## Task description
All lines from the one with "prev[start..]" through the final line of the records below must be written out exactly, with no other text.

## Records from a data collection

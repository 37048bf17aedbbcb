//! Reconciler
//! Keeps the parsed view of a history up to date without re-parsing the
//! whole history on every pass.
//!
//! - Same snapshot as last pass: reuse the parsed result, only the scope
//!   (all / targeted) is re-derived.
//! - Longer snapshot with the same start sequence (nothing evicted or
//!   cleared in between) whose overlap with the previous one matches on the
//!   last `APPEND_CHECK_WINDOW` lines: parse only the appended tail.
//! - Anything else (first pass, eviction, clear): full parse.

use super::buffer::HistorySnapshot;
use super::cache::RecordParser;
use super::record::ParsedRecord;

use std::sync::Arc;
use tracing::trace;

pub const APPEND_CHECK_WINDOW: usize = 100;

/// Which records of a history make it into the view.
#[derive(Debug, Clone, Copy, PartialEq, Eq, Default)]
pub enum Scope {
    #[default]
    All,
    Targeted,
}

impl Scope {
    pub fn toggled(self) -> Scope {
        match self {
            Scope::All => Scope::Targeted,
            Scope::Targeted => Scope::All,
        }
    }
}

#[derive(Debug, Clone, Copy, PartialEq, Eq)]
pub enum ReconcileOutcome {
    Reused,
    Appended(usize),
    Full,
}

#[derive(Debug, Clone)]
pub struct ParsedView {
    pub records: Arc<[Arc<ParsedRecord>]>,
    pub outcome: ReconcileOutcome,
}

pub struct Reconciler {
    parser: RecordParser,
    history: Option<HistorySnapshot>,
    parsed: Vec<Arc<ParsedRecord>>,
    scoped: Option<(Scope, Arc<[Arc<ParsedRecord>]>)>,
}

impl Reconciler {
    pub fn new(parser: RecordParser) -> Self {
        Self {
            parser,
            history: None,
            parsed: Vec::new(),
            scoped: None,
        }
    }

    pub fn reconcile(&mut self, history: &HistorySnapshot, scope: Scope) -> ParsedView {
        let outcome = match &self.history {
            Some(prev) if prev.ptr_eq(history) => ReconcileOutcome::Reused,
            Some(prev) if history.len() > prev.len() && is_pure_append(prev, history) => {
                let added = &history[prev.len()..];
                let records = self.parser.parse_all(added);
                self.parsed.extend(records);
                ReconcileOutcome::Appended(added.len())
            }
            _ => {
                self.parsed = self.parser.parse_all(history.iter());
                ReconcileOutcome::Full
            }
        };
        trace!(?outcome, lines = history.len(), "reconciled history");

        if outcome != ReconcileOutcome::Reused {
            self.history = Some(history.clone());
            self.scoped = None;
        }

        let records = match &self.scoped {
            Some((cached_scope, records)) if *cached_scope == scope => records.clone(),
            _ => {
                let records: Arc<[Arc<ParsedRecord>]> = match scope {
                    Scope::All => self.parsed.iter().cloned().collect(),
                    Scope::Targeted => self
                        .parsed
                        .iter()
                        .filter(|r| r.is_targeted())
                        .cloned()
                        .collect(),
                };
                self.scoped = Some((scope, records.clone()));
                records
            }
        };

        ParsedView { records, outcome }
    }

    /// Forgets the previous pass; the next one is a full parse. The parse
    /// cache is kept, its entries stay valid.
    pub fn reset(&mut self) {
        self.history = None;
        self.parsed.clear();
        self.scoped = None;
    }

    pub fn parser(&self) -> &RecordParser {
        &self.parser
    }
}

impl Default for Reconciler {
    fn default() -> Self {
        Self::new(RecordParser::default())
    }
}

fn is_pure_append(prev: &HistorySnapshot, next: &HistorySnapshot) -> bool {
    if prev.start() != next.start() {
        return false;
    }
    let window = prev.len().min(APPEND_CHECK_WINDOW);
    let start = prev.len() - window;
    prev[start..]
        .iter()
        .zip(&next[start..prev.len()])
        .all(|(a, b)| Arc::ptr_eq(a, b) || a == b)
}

## Result
    prev[start..]
        .iter()
        .zip(&next[start..prev.len()])
        .all(|(a, b)| Arc::ptr_eq(a, b) || a == b)
}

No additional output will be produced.